Well, when I say new, this card is actually a reprint of the Pal Pad card first released in XY Flashfire, which still maintains the same level of game state strength, only to drop off heavily when VS Seeker is re released back in XY Phantom Forces. But now that VS Seeker has been rotated out of the Standard format and Pal Pad inserts itself back in, what will happen in the Standard format? Could be.

But what does Pal Pad does in the first place? It allows you to search your discard pile for 2 Supporter cards and shuffle them back in your deck. In the past, this effect was too passive because of the fast back-to-back OHKO meta back then, and what we want is a card that can instantly put back a Supporter to be able to return the OHKO back. But the meta is now filled with a dozen filled Pokemon that can only deal 120 damage, on which there’s way too much to describe here. But in short it means that most decks are now engaged in a 2HKO war, on which there are more possibilities to perform other utility tricks, such as recovering resources, healing, and also preparing 2 or 3 attackers in the bench with much less pressure on streaming attackers back to back. In this kind of meta, Pal Pad is actually superior to VS Seeker since you got 2 effects in one with Pal Pad – it allows you to prevent deck out and also ensuring that you have the cards you want back in the deck when the deck gets thin, ensuring that you have a greater chance of hitting that Supporter that you discarded early back and use it. As said earlier, you are in no rush to stream cards that you want in the next 2 or 3 turns; you can take your time and use something else.

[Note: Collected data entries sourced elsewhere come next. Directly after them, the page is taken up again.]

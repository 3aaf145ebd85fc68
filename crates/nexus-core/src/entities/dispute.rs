use chrono::{DateTime, Utc};
use serde::{Deserialize, Serialize};

use crate::enums::{DisputeSide, DisputeStatus, Urgency};

/// A two-sided disagreement between a corrector and the corrected student.
#[derive(Debug, Clone, Serialize, Deserialize, PartialEq, Eq)]
pub struct Dispute {
    pub id: i64,
    #[serde(default)]
    pub project_id: Option<i64>,
    #[serde(default)]
    pub project_name: String,
    pub description: String,
    pub corrector_opinion: String,
    pub corrected_opinion: String,
    #[serde(default)]
    pub corrector_votes: u64,
    #[serde(default)]
    pub corrected_votes: u64,
    #[serde(default)]
    pub urgency: Urgency,
    #[serde(default)]
    pub status: DisputeStatus,
    #[serde(default)]
    pub winner: Option<DisputeSide>,
    #[serde(rename = "creator_login", default)]
    pub author: String,
    #[serde(default, deserialize_with = "super::timestamp::deserialize")]
    pub created_at: Option<DateTime<Utc>>,
}

impl Dispute {
    #[must_use]
    pub const fn total_votes(&self) -> u64 {
        self.corrector_votes + self.corrected_votes
    }

    #[must_use]
    pub fn opinion(&self, side: DisputeSide) -> &str {
        match side {
            DisputeSide::Corrector => &self.corrector_opinion,
            DisputeSide::Corrected => &self.corrected_opinion,
        }
    }

    #[must_use]
    pub const fn votes(&self, side: DisputeSide) -> u64 {
        match side {
            DisputeSide::Corrector => self.corrector_votes,
            DisputeSide::Corrected => self.corrected_votes,
        }
    }
}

And that is the power of Pal Pad; it finally shows its true strength in a slower meta like this where 2HKO numbers are everywhere, you get more freedom in planning the turns ahead instead of just being at in “the moment” turn where the decision for the next turns are decided on a whim, and also just being a nice momentum keeping card that can be teched as a 1-off in every deck.

Rating:

Standard: 4/5
Expanded: 2/5 
Limited: 5/5


21times
PokeDeck
Central

Pal Pad (UP 132), like an old friend, comes back into our lives in the Ultra Prism expansion set.  This card lets you return 2 Supporter cards back out from your discard and put them into your deck.

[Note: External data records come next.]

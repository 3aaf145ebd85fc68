use serde::Serialize;

/// Result of a user action on a page.
#[derive(Debug, Clone, PartialEq, Eq, Serialize)]
#[serde(rename_all = "snake_case", tag = "outcome", content = "message")]
pub enum Outcome {
    /// The mutation went through and the list was re-fetched.
    Applied,
    /// The user declined the confirmation prompt; nothing was sent.
    Cancelled,
    /// Client-side validation failed; nothing was sent.
    Invalid(String),
    /// The server or the network refused the action.
    Failed(String),
    /// The server answered 401; the session was cleared.
    SignedOut,
}

impl Outcome {
    #[must_use]
    pub const fn is_applied(&self) -> bool {
        matches!(self, Self::Applied)
    }
}

#[cfg(test)]
mod tests {
    use super::*;
    use pretty_assertions::assert_eq;

    #[test]
    fn serializes_with_outcome_tag() {
        let failed = serde_json::to_value(Outcome::Failed("You have already voted".into()))
            .expect("serialize");
        assert_eq!(
            failed,
            serde_json::json!({"outcome": "failed", "message": "You have already voted"})
        );
        let applied = serde_json::to_value(Outcome::Applied).expect("serialize");
        assert_eq!(applied, serde_json::json!({"outcome": "applied"}));
        assert!(!Outcome::SignedOut.is_applied());
    }
}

I remember the first time I saw this and thought, “This isn’t nearly as good as VS Seeker.”  And it saw no play while it lived in the shadow of one of the greatest Item cards in the history of the game.  Fast forward to February of 2018, and … not much has changed.  You have to go all the way down to the 11th place deck from Collinsville to find a list that carries Pal Pad.  I stopped trying to find another one around 20th place.  It wasn’t just Collinsville, either.  No one in the top ten at Malmo ran a Pal Pad as well.  

I don’t get it.  I will say that part of my new found love of Pal Pad ties in with my love of Super Scoop Up.  I used the Super Scooper a number of times this weekend to pick up Lele and use it again.  Plus, law of averages, if you run only one, you’re probably going to get it after you’ve played or discarded a couple of Supporters already.  I don’t know that it’s better than Lusamine because Lusamine can also grab a Stadium, and, if you grab Cynthia or N, you can reshuffle the other Supporter you pull out of your discard back into your deck as well, so it’s kind of a wash.  But for me, Pal Pad was a great card this weekend; obviously, however, the meta didn’t see it that way.

Rating

Standard: 3 out of 5

Conclusion

And part of that might have been because so many people are playing Puzzles with Zoroark, and part of it might have been the thought that since we’re adding more Supporters with Cynthia, we really don’t need to recycle them into the deck.  Still, I like Pal Pad, and I don’t regret running one of them in my decks.